→ TASK DESCRIPTION
Locate the word "ZoneThresholds" in the entries below, then gather every line that holds it.

[Saved entries]
##########
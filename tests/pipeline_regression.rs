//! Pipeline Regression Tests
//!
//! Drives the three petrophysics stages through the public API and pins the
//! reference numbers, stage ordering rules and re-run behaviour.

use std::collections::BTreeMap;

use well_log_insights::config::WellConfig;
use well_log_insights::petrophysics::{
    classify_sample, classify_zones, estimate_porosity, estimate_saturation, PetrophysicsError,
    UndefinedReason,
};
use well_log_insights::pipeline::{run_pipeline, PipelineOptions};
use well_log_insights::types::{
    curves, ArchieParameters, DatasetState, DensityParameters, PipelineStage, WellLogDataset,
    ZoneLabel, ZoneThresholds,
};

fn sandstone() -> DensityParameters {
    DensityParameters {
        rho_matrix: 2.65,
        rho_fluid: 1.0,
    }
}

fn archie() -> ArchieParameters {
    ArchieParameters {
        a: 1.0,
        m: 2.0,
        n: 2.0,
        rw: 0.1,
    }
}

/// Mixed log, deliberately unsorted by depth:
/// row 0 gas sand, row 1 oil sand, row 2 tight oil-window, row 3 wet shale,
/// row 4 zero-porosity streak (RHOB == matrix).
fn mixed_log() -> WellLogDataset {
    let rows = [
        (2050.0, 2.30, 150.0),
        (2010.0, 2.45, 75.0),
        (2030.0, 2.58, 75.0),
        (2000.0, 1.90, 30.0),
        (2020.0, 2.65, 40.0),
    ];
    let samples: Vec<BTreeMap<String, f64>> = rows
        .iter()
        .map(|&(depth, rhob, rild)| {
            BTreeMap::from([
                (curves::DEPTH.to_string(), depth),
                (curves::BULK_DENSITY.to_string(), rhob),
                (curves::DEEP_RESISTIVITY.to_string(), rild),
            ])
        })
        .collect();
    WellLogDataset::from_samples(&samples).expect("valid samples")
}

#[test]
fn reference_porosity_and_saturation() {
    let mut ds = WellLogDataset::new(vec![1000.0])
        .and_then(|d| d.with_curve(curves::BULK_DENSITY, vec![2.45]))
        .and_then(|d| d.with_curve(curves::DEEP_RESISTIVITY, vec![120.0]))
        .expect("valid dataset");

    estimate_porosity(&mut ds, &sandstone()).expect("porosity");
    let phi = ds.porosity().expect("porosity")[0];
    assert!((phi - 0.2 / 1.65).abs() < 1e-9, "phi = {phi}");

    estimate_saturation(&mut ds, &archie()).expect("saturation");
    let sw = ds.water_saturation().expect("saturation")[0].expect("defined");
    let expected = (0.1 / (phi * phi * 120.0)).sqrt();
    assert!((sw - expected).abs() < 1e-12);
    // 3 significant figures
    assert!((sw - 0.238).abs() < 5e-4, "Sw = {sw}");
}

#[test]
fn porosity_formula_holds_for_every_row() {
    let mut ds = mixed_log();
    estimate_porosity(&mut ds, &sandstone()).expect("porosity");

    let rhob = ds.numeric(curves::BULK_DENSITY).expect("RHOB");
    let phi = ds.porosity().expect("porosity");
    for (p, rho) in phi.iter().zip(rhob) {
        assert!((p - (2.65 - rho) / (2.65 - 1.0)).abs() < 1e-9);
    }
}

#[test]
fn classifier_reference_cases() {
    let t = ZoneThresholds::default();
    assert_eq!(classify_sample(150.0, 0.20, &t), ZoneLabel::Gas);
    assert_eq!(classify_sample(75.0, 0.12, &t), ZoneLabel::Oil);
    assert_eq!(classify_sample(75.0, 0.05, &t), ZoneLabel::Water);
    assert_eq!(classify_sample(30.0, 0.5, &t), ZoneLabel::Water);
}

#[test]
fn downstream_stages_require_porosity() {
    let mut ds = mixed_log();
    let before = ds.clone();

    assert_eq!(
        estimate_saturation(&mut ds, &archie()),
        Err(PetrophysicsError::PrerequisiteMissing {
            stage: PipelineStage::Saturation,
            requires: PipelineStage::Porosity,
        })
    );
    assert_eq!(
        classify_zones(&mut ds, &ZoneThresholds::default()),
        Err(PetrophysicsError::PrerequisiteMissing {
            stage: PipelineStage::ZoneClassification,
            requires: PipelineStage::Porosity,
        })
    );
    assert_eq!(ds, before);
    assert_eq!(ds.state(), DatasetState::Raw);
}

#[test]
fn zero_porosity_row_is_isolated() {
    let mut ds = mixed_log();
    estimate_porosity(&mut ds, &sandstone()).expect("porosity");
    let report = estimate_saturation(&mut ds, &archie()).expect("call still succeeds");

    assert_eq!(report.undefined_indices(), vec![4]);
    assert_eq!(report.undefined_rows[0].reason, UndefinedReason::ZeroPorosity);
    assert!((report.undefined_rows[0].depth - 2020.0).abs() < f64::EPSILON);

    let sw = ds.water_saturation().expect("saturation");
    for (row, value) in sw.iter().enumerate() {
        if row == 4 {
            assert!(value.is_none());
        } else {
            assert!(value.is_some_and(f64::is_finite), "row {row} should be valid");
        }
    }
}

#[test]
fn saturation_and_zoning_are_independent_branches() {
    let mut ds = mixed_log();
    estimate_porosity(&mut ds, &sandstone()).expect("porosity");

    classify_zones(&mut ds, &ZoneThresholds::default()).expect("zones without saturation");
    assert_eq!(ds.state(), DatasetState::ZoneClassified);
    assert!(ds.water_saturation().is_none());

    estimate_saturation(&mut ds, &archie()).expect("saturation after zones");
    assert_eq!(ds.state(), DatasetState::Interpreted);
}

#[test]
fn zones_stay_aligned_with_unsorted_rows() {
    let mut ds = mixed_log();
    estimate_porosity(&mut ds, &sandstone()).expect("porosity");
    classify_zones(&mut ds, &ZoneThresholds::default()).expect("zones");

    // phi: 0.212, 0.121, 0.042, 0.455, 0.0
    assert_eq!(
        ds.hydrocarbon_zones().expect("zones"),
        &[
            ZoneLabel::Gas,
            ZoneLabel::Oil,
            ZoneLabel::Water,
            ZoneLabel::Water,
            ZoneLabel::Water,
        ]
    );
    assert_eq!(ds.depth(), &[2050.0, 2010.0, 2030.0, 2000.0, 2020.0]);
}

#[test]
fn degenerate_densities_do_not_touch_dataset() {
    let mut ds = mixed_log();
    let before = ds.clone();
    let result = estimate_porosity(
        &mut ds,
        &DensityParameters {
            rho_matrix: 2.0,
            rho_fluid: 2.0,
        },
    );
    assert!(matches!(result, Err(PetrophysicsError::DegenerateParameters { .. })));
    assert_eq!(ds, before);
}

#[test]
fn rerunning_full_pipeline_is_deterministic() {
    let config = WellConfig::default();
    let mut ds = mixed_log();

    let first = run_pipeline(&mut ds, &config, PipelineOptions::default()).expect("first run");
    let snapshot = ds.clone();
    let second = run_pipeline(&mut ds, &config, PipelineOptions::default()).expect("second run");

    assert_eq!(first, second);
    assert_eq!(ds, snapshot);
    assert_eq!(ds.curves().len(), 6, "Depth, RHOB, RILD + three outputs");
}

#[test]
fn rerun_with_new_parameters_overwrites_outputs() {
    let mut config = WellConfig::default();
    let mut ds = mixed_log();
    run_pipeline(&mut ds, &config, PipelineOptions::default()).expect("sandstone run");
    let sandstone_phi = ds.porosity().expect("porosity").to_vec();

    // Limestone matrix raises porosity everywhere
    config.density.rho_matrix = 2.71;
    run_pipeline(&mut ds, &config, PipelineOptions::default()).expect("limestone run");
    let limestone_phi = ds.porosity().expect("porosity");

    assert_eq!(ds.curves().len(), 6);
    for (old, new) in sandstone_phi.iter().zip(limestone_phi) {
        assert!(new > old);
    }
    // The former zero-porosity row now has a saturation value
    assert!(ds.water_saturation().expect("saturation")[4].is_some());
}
##########
→ RESULT OF THIS TASK
    ZoneLabel, ZoneThresholds,
    let t = ZoneThresholds::default();
        classify_zones(&mut ds, &ZoneThresholds::default()),
    classify_zones(&mut ds, &ZoneThresholds::default()).expect("zones without saturation");
    classify_zones(&mut ds, &ZoneThresholds::default()).expect("zones");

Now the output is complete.